:: Exercise directions ::
Copy every line of the records that includes the word "NaiveDateTime".
━━ Material shown ━━
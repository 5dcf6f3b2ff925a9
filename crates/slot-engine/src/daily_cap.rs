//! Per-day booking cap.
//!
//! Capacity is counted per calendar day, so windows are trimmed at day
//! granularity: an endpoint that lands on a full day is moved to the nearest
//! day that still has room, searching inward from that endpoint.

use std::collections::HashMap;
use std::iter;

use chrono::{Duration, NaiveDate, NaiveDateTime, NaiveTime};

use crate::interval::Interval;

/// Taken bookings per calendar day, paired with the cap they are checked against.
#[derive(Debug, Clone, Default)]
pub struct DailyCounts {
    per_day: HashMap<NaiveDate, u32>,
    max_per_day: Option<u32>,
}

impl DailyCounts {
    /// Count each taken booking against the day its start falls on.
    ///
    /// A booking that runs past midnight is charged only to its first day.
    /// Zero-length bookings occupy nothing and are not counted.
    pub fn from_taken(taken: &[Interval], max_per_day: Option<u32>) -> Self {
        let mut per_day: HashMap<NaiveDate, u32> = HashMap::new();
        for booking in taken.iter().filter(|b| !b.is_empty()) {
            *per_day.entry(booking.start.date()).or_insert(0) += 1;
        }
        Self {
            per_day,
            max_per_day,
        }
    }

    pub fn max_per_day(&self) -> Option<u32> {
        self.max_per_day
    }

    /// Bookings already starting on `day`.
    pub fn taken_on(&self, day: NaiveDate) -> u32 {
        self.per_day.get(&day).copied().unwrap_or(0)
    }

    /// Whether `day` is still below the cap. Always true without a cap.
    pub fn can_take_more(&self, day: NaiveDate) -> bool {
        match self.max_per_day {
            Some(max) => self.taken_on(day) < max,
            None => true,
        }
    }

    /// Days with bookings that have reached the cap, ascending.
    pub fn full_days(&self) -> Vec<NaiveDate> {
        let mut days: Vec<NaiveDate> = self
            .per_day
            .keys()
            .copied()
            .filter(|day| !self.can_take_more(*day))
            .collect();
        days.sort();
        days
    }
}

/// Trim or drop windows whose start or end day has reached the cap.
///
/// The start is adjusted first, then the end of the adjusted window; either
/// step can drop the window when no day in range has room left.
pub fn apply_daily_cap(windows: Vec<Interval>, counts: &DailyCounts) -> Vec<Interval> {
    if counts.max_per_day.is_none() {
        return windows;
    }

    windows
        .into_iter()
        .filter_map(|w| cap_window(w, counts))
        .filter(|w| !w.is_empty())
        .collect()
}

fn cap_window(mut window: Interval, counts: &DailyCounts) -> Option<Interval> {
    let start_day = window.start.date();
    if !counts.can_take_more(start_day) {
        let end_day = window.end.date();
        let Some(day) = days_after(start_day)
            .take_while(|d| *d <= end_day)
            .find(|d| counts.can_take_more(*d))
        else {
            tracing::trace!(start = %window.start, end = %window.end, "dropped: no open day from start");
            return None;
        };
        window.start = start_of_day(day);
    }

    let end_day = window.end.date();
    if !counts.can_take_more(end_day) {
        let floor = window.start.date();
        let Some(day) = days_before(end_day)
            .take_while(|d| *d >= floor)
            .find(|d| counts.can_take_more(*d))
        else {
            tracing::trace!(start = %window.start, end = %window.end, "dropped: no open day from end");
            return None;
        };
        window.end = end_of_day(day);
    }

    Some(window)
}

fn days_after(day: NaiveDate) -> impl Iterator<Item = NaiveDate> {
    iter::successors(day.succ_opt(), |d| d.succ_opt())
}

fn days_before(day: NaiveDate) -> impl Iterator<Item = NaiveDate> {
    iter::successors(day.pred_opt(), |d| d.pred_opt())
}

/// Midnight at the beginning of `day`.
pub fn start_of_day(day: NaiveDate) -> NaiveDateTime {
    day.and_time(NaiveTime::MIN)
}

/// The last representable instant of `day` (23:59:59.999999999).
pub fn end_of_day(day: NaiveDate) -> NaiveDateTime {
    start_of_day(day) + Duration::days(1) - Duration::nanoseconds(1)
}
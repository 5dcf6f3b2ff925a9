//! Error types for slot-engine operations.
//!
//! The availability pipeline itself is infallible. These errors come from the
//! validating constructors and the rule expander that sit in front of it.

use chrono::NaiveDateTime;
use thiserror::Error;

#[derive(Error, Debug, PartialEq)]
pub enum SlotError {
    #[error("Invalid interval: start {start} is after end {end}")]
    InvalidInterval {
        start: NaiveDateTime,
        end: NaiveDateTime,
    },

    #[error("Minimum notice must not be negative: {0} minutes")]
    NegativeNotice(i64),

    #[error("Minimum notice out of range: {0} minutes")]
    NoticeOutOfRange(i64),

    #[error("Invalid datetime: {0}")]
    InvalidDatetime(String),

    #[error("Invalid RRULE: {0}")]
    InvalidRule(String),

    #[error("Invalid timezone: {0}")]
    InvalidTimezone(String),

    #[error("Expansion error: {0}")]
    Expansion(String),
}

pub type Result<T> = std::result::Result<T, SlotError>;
━━━
:: Solution for this task ::
use chrono::{Duration, NaiveDate, NaiveDateTime, NaiveTime};
pub fn start_of_day(day: NaiveDate) -> NaiveDateTime {
pub fn end_of_day(day: NaiveDate) -> NaiveDateTime {
use chrono::NaiveDateTime;
        start: NaiveDateTime,
        end: NaiveDateTime,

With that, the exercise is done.